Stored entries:
+ + + + +

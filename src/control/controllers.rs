//! Point-reach controller for differential drive robots

use super::state::ControllerState;
use crate::common::{clamp_angular, normalize_angle, Pose, TargetPose, VelocityCommand};
use crate::config::ControlParameters;

/// Outcome of a single control tick
#[derive(Debug, Clone, Copy, PartialEq)]
pub struct ControlTick {
    /// State the controller is in after this tick
    pub state: ControllerState,
    /// Command to publish, if the active control law issued one
    pub command: Option<VelocityCommand>,
}

/// Drives the robot to a target position and then to a final heading.
///
/// One controller instance belongs to one operation. It holds no pose of its
/// own: every call to [`step`](Self::step) receives the latest estimate.
#[derive(Debug, Clone)]
pub struct PointReachController {
    params: ControlParameters,
    target: TargetPose,
    state: ControllerState,
}

impl PointReachController {
    /// Create a controller for a new operation, starting with alignment
    pub fn new(params: ControlParameters, target: TargetPose) -> Self {
        Self::starting_in(params, target, ControllerState::AligningToTarget)
    }

    /// Create a controller entering the state machine at `state`
    pub fn starting_in(
        params: ControlParameters,
        target: TargetPose,
        state: ControllerState,
    ) -> Self {
        PointReachController {
            params,
            target,
            state,
        }
    }

    pub fn state(&self) -> ControllerState {
        self.state
    }

    pub fn target(&self) -> TargetPose {
        self.target
    }

    pub fn params(&self) -> &ControlParameters {
        &self.params
    }

    pub fn is_done(&self) -> bool {
        self.state.is_terminal()
    }

    /// Begin a new operation toward `target`, whatever state the last one ended in
    pub fn reset(&mut self, target: TargetPose) {
        self.target = target;
        self.change_state(ControllerState::AligningToTarget);
    }

    /// Run the control law of the current state against `pose`
    pub fn step(&mut self, pose: &Pose) -> ControlTick {
        let command = match self.state {
            ControllerState::AligningToTarget => Some(self.fix_yaw(pose)),
            ControllerState::DrivingToTarget => self.go_straight_ahead(pose),
            ControllerState::AligningToFinalHeading => Some(self.fix_final_yaw(pose)),
            ControllerState::Done => Some(VelocityCommand::stop()),
        };

        ControlTick {
            state: self.state,
            command,
        }
    }

    fn fix_yaw(&mut self, pose: &Pose) -> VelocityCommand {
        let yaw_error = normalize_angle(pose.bearing_to(&self.target) - pose.heading);
        tracing::debug!("Yaw error to target: {:.4}", yaw_error);

        self.turn_in_place(yaw_error, ControllerState::DrivingToTarget)
    }

    fn go_straight_ahead(&mut self, pose: &Pose) -> Option<VelocityCommand> {
        let yaw_error = normalize_angle(pose.bearing_to(&self.target) - pose.heading);
        let position_error = pose.distance_to(&self.target);
        tracing::debug!(
            "Yaw error: {:.4}, position error: {:.4}",
            yaw_error,
            position_error
        );

        let mut command = None;
        if position_error > self.params.position_tolerance {
            // Angular term is not clamped while driving
            command = Some(VelocityCommand::new(
                self.params.linear_speed.min(self.params.linear_upper_bound),
                self.params.angular_gain * yaw_error,
            ));
        } else {
            self.change_state(ControllerState::AligningToFinalHeading);
        }

        // Evaluated after the position check and wins over it
        if yaw_error.abs() > self.params.coarse_yaw_tolerance {
            self.change_state(ControllerState::AligningToTarget);
        }

        command
    }

    fn fix_final_yaw(&mut self, pose: &Pose) -> VelocityCommand {
        let yaw_error = normalize_angle(self.target.final_heading - pose.heading);
        tracing::debug!("Yaw error to final heading: {:.4}", yaw_error);

        self.turn_in_place(yaw_error, ControllerState::Done)
    }

    /// Clamped proportional rotation shared by both alignment states
    fn turn_in_place(&mut self, yaw_error: f64, next: ControllerState) -> VelocityCommand {
        let mut command = VelocityCommand::stop();
        if yaw_error.abs() > self.params.fine_yaw_tolerance {
            command.angular = clamp_angular(
                self.params.angular_gain * yaw_error,
                self.params.angular_lower_bound,
                self.params.angular_upper_bound,
            );
        } else {
            self.change_state(next);
        }
        command
    }

    fn change_state(&mut self, next: ControllerState) {
        if self.state != next {
            tracing::info!("State changed to [{}]", next);
        }
        self.state = next;
    }
}

#[cfg(test)]
mod tests {
    use super::*;
    use std::f64::consts::{FRAC_PI_2, PI};

    fn controller(target: TargetPose) -> PointReachController {
        PointReachController::new(ControlParameters::default(), target)
    }

    #[test]
    fn test_starts_aligning() {
        let ctrl = controller(TargetPose::new(1.0, 2.0, 0.0));
        assert_eq!(ctrl.state(), ControllerState::AligningToTarget);
        assert!(!ctrl.is_done());
    }

    #[test]
    fn test_target_straight_ahead() {
        let mut ctrl = controller(TargetPose::new(1.0, 0.0, 0.0));
        let pose = Pose::new(0.0, 0.0, 0.0);

        // Already facing the target: zero command and move on to driving
        let tick = ctrl.step(&pose);
        assert_eq!(tick.state, ControllerState::DrivingToTarget);
        assert_eq!(tick.command, Some(VelocityCommand::stop()));

        let tick = ctrl.step(&pose);
        assert_eq!(tick.state, ControllerState::DrivingToTarget);
        let cmd = tick.command.unwrap();
        assert_eq!(cmd.linear, 0.3);
        assert_eq!(cmd.angular, 0.0);
    }

    #[test]
    fn test_target_to_the_left_hits_lower_bound() {
        let mut ctrl = controller(TargetPose::new(0.0, 1.0, 0.0));
        let tick = ctrl.step(&Pose::new(0.0, 0.0, 0.0));

        assert_eq!(tick.state, ControllerState::AligningToTarget);
        let cmd = tick.command.unwrap();
        assert_eq!(cmd.linear, 0.0);
        assert_eq!(cmd.angular, -0.5);
    }

    #[test]
    fn test_target_to_the_right_hits_upper_bound() {
        let mut ctrl = controller(TargetPose::new(0.0, -1.0, 0.0));
        let tick = ctrl.step(&Pose::new(0.0, 0.0, 0.0));

        assert_eq!(tick.state, ControllerState::AligningToTarget);
        assert_eq!(tick.command.unwrap().angular, 0.6);
    }

    #[test]
    fn test_small_yaw_error_is_proportional() {
        // 0.1 rad to the right: -3.0 * -0.1 = 0.3, inside the bounds
        let mut ctrl = PointReachController::starting_in(
            ControlParameters::default(),
            TargetPose::new(0.0, 0.0, -0.1),
            ControllerState::AligningToFinalHeading,
        );
        let tick = ctrl.step(&Pose::new(0.0, 0.0, 0.0));
        assert!((tick.command.unwrap().angular - 0.3).abs() < 1e-12);
        assert_eq!(tick.state, ControllerState::AligningToFinalHeading);
    }

    #[test]
    fn test_driving_angular_is_not_clamped() {
        // 15 degrees off, inside the coarse tolerance
        let yaw = 15f64.to_radians();
        let mut ctrl = PointReachController::starting_in(
            ControlParameters::default(),
            TargetPose::new(5.0, 0.0, 0.0),
            ControllerState::DrivingToTarget,
        );
        let tick = ctrl.step(&Pose::new(0.0, 0.0, yaw));

        assert_eq!(tick.state, ControllerState::DrivingToTarget);
        let cmd = tick.command.unwrap();
        assert!((cmd.angular - 3.0 * yaw).abs() < 1e-12);
        assert!(cmd.angular > 0.6);
    }

    #[test]
    fn test_linear_setpoint_limited_by_upper_bound() {
        let params = ControlParameters {
            linear_speed: 1.5,
            ..ControlParameters::default()
        };
        let mut ctrl = PointReachController::starting_in(
            params,
            TargetPose::new(5.0, 0.0, 0.0),
            ControllerState::DrivingToTarget,
        );
        let cmd = ctrl.step(&Pose::default()).command.unwrap();
        assert_eq!(cmd.linear, 0.6);
    }

    #[test]
    fn test_drifting_off_course_realigns() {
        let mut ctrl = PointReachController::starting_in(
            ControlParameters::default(),
            TargetPose::new(5.0, 0.0, 0.0),
            ControllerState::DrivingToTarget,
        );
        let tick = ctrl.step(&Pose::new(0.0, 0.0, 30f64.to_radians()));

        // Still far away, so a drive command is issued before re-aligning
        assert!(tick.command.is_some());
        assert_eq!(tick.state, ControllerState::AligningToTarget);
    }

    #[test]
    fn test_arrival_moves_to_final_heading_without_command() {
        let mut ctrl = PointReachController::starting_in(
            ControlParameters::default(),
            TargetPose::new(1.0, 0.0, FRAC_PI_2),
            ControllerState::DrivingToTarget,
        );
        let tick = ctrl.step(&Pose::new(0.95, 0.0, 0.0));

        assert_eq!(tick.state, ControllerState::AligningToFinalHeading);
        assert!(tick.command.is_none());
    }

    #[test]
    fn test_realignment_overrides_arrival_in_same_tick() {
        // Within position tolerance, but the target sits 90 degrees to the left
        let mut ctrl = PointReachController::starting_in(
            ControlParameters::default(),
            TargetPose::new(0.0, 0.05, 0.0),
            ControllerState::DrivingToTarget,
        );
        let tick = ctrl.step(&Pose::new(0.0, 0.0, 0.0));

        assert_eq!(tick.state, ControllerState::AligningToTarget);
        assert!(tick.command.is_none());
    }

    #[test]
    fn test_final_heading_reached() {
        let mut ctrl = PointReachController::starting_in(
            ControlParameters::default(),
            TargetPose::new(0.0, 0.0, PI / 2.0),
            ControllerState::AligningToFinalHeading,
        );
        let tick = ctrl.step(&Pose::new(0.0, 0.0, PI / 2.0 + 0.01));

        assert_eq!(tick.state, ControllerState::Done);
        assert_eq!(tick.command, Some(VelocityCommand::stop()));
    }

    #[test]
    fn test_final_heading_across_wraparound() {
        // Heading 179 degrees, target -178 degrees: 3 degrees apart across the seam
        let mut ctrl = PointReachController::starting_in(
            ControlParameters::default(),
            TargetPose::new(0.0, 0.0, (-178f64).to_radians()),
            ControllerState::AligningToFinalHeading,
        );
        let tick = ctrl.step(&Pose::new(0.0, 0.0, 179f64.to_radians()));
        let err = 3f64.to_radians();
        assert!((tick.command.unwrap().angular - (-3.0 * err)).abs() < 1e-9);
    }

    #[test]
    fn test_done_emits_stop() {
        let mut ctrl = PointReachController::starting_in(
            ControlParameters::default(),
            TargetPose::new(3.0, 3.0, 0.0),
            ControllerState::Done,
        );
        let tick = ctrl.step(&Pose::default());
        assert_eq!(tick.state, ControllerState::Done);
        assert_eq!(tick.command, Some(VelocityCommand::stop()));
        assert!(ctrl.is_done());
    }

    #[test]
    fn test_target_at_pose_advances_one_state_per_tick() {
        let pose = Pose::new(2.0, -1.0, 0.0);
        let target = TargetPose::new(2.0, -1.0, 0.0);
        let expected = [
            (ControllerState::AligningToTarget, ControllerState::DrivingToTarget),
            (
                ControllerState::DrivingToTarget,
                ControllerState::AligningToFinalHeading,
            ),
            (ControllerState::AligningToFinalHeading, ControllerState::Done),
        ];

        for (start, next) in expected {
            let mut ctrl =
                PointReachController::starting_in(ControlParameters::default(), target, start);
            assert_eq!(ctrl.step(&pose).state, next, "from {:?}", start);
        }

        let mut ctrl = PointReachController::new(ControlParameters::default(), target);
        let ticks = (0..3).map(|_| ctrl.step(&pose).state).last();
        assert_eq!(ticks, Some(ControllerState::Done));
    }

    #[test]
    fn test_command_limits_hold_over_pose_grid() {
        let params = ControlParameters::default();
        let target = TargetPose::new(0.7, -0.4, 1.2);

        for ix in -5..=5 {
            for iy in -5..=5 {
                for ih in -12..=12 {
                    let pose = Pose::new(ix as f64 * 0.3, iy as f64 * 0.3, ih as f64 * 0.5);
                    for start in ControllerState::ALL {
                        let mut ctrl =
                            PointReachController::starting_in(params.clone(), target, start);
                        let Some(cmd) = ctrl.step(&pose).command else {
                            continue;
                        };
                        assert!(cmd.linear <= params.linear_upper_bound);
                        if start != ControllerState::DrivingToTarget {
                            assert!(cmd.angular >= params.angular_lower_bound);
                            assert!(cmd.angular <= params.angular_upper_bound);
                            assert_eq!(cmd.linear, 0.0);
                        }
                    }
                }
            }
        }
    }

    #[test]
    fn test_reset_after_done() {
        let mut ctrl = PointReachController::starting_in(
            ControlParameters::default(),
            TargetPose::new(0.0, 0.0, 0.0),
            ControllerState::Done,
        );
        ctrl.reset(TargetPose::new(1.0, 1.0, 0.0));
        assert_eq!(ctrl.state(), ControllerState::AligningToTarget);
        assert_eq!(ctrl.target(), TargetPose::new(1.0, 1.0, 0.0));
    }
}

+ + + + +

INSTRUCTIONS TO FOLLOW: Whenever the string "degrees" shows up in a line of the records, that line counts; state how many lines count, and only that.

COMPLETED EXERCISE: 3